Jean-René Lassalle propose ici un jeu de traductions inédites et une présentation de l’œuvre du poète argentin Juan L. Ortiz



C’était un après-midi gris et sec.
Mais septembre déjà lui donnait
je ne sais quelle grâce d’enfance : ou mieux, d’adolescence.
Quel parfum de jeunesse, de quinze ans, flottait ?
Quelle secrète nostalgie qui désirait bleuir ?

Septembre, grâce ailée
en une sècheresse grise avec ses fines tiges.

À la fin tout fut
confuse solitude azurée et sable.
Les enfants, de quel monde, dansaient des rondes
sur un fond d’ilots de cendres ?

Un vent d’illusion pâlissait la poussière.

Source : Juan L. Ortiz : El alamo y el viento, Buenos Aires 1948. Traduit de l’espagnol (Argentine) avec interlinéaire et original par Jean-René Lassalle.


Era una tarde gris y seca.
Pero septiembre ya le daba
no sé qué gracia infantil: mejor, adolescente.
Qué aroma de niñez, de quince años vagaba?
Qué secreta nostalgia que quería azularse?

Septiembre, gracia alada
en la sequedad gris con varas finas…

Al final fue todo
una soledad celeste vago y arena.
Los niños, de qué mundo, jugaban a la ronda
sobre un fondo de islas de ceniza?

Un viento de ilusión hacía más pálido el polvo.

Source : Juan L. Ortiz : El alamo y el viento, Buenos Aires 1948.

*

Entre les arbres logerait un mince bonheur,
terminal, à peine vert, qui est une pensée
aussi, fluide pensée des arbres,
lumière conçue par eux dans le crépuscule ?

Images obscures, les oiseaux vacillent
puis détachent des phrases timides des rameaux :
limpide voix frêle de cette pensée
qui veut se cristalliser parce qu’elle commence à souffrir.
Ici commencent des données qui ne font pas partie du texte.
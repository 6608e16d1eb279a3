//! ---
//! ems_section: "01-core-functionality"
//! ems_subsection: "module"
//! ems_type: "source"
//! ems_scope: "code"
//! ems_description: "Declarative parameter tables and value coercion for policy modules."
//! ems_version: "v0.0.0-prealpha"
//! ems_owner: "tbd"
//! ---
//! Parameter tables.
//!
//! Every policy module declares a static table of [`ParamSpec`] entries. Raw
//! configuration values are coerced against that table once per `configure`;
//! values that are missing or cannot be coerced fall back to the declared
//! default and are logged. Keys the table does not mention pass through
//! untouched so `get_config` still reports them.

use eo_common::config::ModuleParams;
use serde_json::{Number, Value};
use tracing::warn;

use crate::error::PluginError;

/// Declared type of a parameter.
#[derive(Debug, Clone, Copy, PartialEq, Eq)]
pub enum ParamKind {
    Bool,
    Int,
    Float,
    Text,
    Structured,
}

/// Default value of a parameter. Structured defaults are JSON text.
#[derive(Debug, Clone, Copy, PartialEq)]
pub enum ParamDefault {
    Bool(bool),
    Int(i64),
    Float(f64),
    Text(&'static str),
    Structured(&'static str),
}

impl ParamDefault {
    pub fn kind(&self) -> ParamKind {
        match self {
            ParamDefault::Bool(_) => ParamKind::Bool,
            ParamDefault::Int(_) => ParamKind::Int,
            ParamDefault::Float(_) => ParamKind::Float,
            ParamDefault::Text(_) => ParamKind::Text,
            ParamDefault::Structured(_) => ParamKind::Structured,
        }
    }

    pub fn to_value(&self) -> Value {
        match *self {
            ParamDefault::Bool(value) => Value::Bool(value),
            ParamDefault::Int(value) => Value::from(value),
            ParamDefault::Float(value) => float_value(value),
            ParamDefault::Text(value) => Value::String(value.to_owned()),
            ParamDefault::Structured(text) => serde_json::from_str(text).unwrap_or(Value::Null),
        }
    }
}

/// One row of a module's parameter table.
#[derive(Debug, Clone, Copy, PartialEq)]
pub struct ParamSpec {
    pub name: &'static str,
    pub default: ParamDefault,
}

impl ParamSpec {
    pub const fn new(name: &'static str, default: ParamDefault) -> Self {
        Self { name, default }
    }

    pub fn kind(&self) -> ParamKind {
        self.default.kind()
    }
}

fn float_value(value: f64) -> Value {
    Number::from_f64(value).map(Value::Number).unwrap_or(Value::Null)
}

fn parse_bool(text: &str) -> Option<bool> {
    match text.trim().to_ascii_lowercase().as_str() {
        "true" | "1" => Some(true),
        "false" | "0" => Some(false),
        _ => None,
    }
}

/// Coerce `value` to `kind`, or `None` when it cannot be represented.
pub fn coerce(value: &Value, kind: ParamKind) -> Option<Value> {
    match kind {
        ParamKind::Bool => match value {
            Value::Bool(flag) => Some(Value::Bool(*flag)),
            Value::Number(number) => match number.as_i64() {
                Some(1) => Some(Value::Bool(true)),
                Some(0) => Some(Value::Bool(false)),
                _ => None,
            },
            Value::String(text) => parse_bool(text).map(Value::Bool),
            _ => None,
        },
        ParamKind::Int => match value {
            Value::Number(number) => number
                .as_i64()
                .or_else(|| number.as_f64().map(|f| f.trunc() as i64))
                .map(Value::from),
            Value::String(text) => {
                let text = text.trim();
                text.parse::<i64>()
                    .ok()
                    .or_else(|| {
                        text.parse::<f64>()
                            .ok()
                            .filter(|f| f.is_finite())
                            .map(|f| f.trunc() as i64)
                    })
                    .map(Value::from)
            }
            _ => None,
        },
        ParamKind::Float => match value {
            Value::Number(number) => number.as_f64().map(float_value),
            Value::String(text) => text
                .trim()
                .parse::<f64>()
                .ok()
                .filter(|f| f.is_finite())
                .map(float_value),
            _ => None,
        },
        ParamKind::Text => match value {
            Value::String(text) => Some(Value::String(text.clone())),
            Value::Number(number) => Some(Value::String(number.to_string())),
            Value::Bool(flag) => Some(Value::String(flag.to_string())),
            _ => None,
        },
        ParamKind::Structured => match value {
            Value::Array(_) | Value::Object(_) => Some(value.clone()),
            Value::String(text) => match serde_json::from_str::<Value>(text) {
                Ok(parsed @ (Value::Array(_) | Value::Object(_))) => Some(parsed),
                _ => None,
            },
            _ => None,
        },
    }
}

/// Coerce a raw table against `specs`, logging each fallback to a default.
pub fn resolve(module: &'static str, specs: &[ParamSpec], raw: &ModuleParams) -> ResolvedParams {
    let mut values = raw.clone();
    for spec in specs {
        let resolved = match raw.get(spec.name) {
            Some(value) => match coerce(value, spec.kind()) {
                Some(coerced) => coerced,
                None => {
                    warn!(module, param = spec.name, value = %value, expected = ?spec.kind(), "parameter has wrong type, using default");
                    spec.default.to_value()
                }
            },
            None => {
                warn!(module, param = spec.name, "parameter not set, using default");
                spec.default.to_value()
            }
        };
        values.insert(spec.name.to_owned(), resolved);
    }
    ResolvedParams { module, values }
}

/// Parameters after coercion.
///
/// Modules turn this into their own typed configuration inside `configure`.
/// The typed getters fail on a key the table never declared, so a misspelt
/// name is rejected at load time instead of reading as zero.
#[derive(Debug, Clone, Default, PartialEq)]
pub struct ResolvedParams {
    module: &'static str,
    values: ModuleParams,
}

impl ResolvedParams {
    pub fn module(&self) -> &'static str {
        self.module
    }

    pub fn get(&self, key: &str) -> Option<&Value> {
        self.values.get(key)
    }

    fn typed<'a, T>(
        &'a self,
        key: &'static str,
        expected: &str,
        read: impl FnOnce(&'a Value) -> Option<T>,
    ) -> Result<T, PluginError> {
        let value = self.values.get(key).ok_or_else(|| PluginError::InvalidParameter {
            module: self.module,
            param: key,
            reason: "not declared by the module".to_owned(),
        })?;
        read(value).ok_or_else(|| PluginError::InvalidParameter {
            module: self.module,
            param: key,
            reason: format!("expected {}, found {}", expected, value),
        })
    }

    pub fn bool(&self, key: &'static str) -> Result<bool, PluginError> {
        self.typed(key, "a boolean", Value::as_bool)
    }

    pub fn int(&self, key: &'static str) -> Result<i64, PluginError> {
        self.typed(key, "an integer", Value::as_i64)
    }

    pub fn float(&self, key: &'static str) -> Result<f64, PluginError> {
        self.typed(key, "a number", Value::as_f64)
    }

    pub fn text(&self, key: &'static str) -> Result<&str, PluginError> {
        self.typed(key, "text", Value::as_str)
    }

    /// Integer parameter that must fit `T`, e.g. amps as `i32` or a cadence as `u64`.
    pub fn int_as<T: TryFrom<i64>>(&self, key: &'static str) -> Result<T, PluginError> {
        let value = self.int(key)?;
        T::try_from(value).map_err(|_| PluginError::InvalidParameter {
            module: self.module,
            param: key,
            reason: format!("{} is out of range", value),
        })
    }

    pub fn as_map(&self) -> &ModuleParams {
        &self.values
    }

    pub fn to_value(&self) -> Value {
        Value::Object(self.values.clone())
    }
}

/// Table rows every module may carry. Each module declares its own `enabled`
/// default; the cadence defaults to polling every cycle.
pub const POLL_CADENCE: ParamSpec = ParamSpec::new("poll_cadence", ParamDefault::Int(1));

/// Settings the scheduler reads from every module.
#[derive(Debug, Clone, Copy, PartialEq, Eq)]
pub struct ModuleSettings {
    pub enabled: bool,
    /// Poll every N cycles; 0 never polls.
    pub poll_cadence: u64,
}

impl Default for ModuleSettings {
    fn default() -> Self {
        Self {
            enabled: true,
            poll_cadence: 1,
        }
    }
}

impl ModuleSettings {
    pub fn from_params(params: &ResolvedParams) -> Result<Self, PluginError> {
        Ok(Self {
            enabled: params.bool("enabled")?,
            poll_cadence: params.int_as("poll_cadence")?,
        })
    }
}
Souffrir pourquoi ? Voletant elle tremble face aux nuages,
anxieuse de disparaître, de mourir, malgré
la gravitation déjà sensible de certaines
étoiles, et l’appel spectral des fleurs.

Source : Juan L. Ortiz : El alba sube…, Buenos Aires 1937. Traduit de l’espagnol (Argentine) avec interlinéaire et original par Jean-René Lassalle.
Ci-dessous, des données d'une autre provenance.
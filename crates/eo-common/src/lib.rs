//! ---
//! ems_section: "01-core-functionality"
//! ems_subsection: "module"
//! ems_type: "source"
//! ems_scope: "code"
//! ems_description: "Shared configuration and logging primitives."
//! ems_version: "v0.0.0-prealpha"
//! ems_owner: "tbd"
//! ---
//! Shared primitives for the charge-point controller workspace.
//! This crate exposes configuration loading and the tracing bootstrap
//! consumed by the hardware, protocol and scheduling crates.

pub mod config;
pub mod logging;

pub use config::{
    AppConfig, BoardSelection, BridgeBusConfig, HardwareConfig, LoadedAppConfig, LoggingConfig,
    MeteringConfig, MetricsConfig, Mode, ModuleParams, SimulationConfig, StationConfig,
    KNOWN_MODULES,
};
pub use logging::{init_tracing, purge_expired_logs, LogFormat};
Hay entre los árboles una dicha pálida,
final, apenas verde, que es un pensamiento
ya, pensamiento fluido de los árboles,
luz pensada por éstos en el anochecer?

Imágenes oscuras, los pájaros, vacilan
y quiebran, al fin, tímidas frases entre las hojas:
la pura voz delgada de ese pensamiento
que quiere concretarse porque empieza a sufrir.

¿Sufrir por qué? Alado, tiembla hacia las nubes,
miedoso de perderse, de morir, a pesar
de la gravitación ya sensible de algunas
estrellas, y del llamado espectral de las flores.

Source : Juan L. Ortiz : El alba sube…, Buenos Aires 1937.

*

J’allai à la rivière et la sentis
proche de moi, face à moi.
Les branches avaient des voix
qui ne m’atteignaient pas.
Le courant disait
des choses que je ne comprenais pas.
Le tourment me saisissait presque.
Je voulais la connaître,
percevoir ce que contait le ciel vague et pâle en elle
avec ses longues syllabes premières,
mais je ne pouvais.

Je m’en retournai
– était-ce moi qui revenait ? –
dans l’angoisse trouble
de m’éprouver seul devant des énigmes ultimes.
Soudain en moi je sentis la rivière,
elle ruisselait en moi
avec ses rives frissonnantes de signes,
ses reflets profonds finement étoilés.
La rivière s’écoulait en moi avec ses ramures.
Je devenais rivière à la tombée du jour,
et les arbres en moi soupiraient
et le sentier et les herbes s’éteignaient en moi.
Une rivière me traversait, me traversait la rivière…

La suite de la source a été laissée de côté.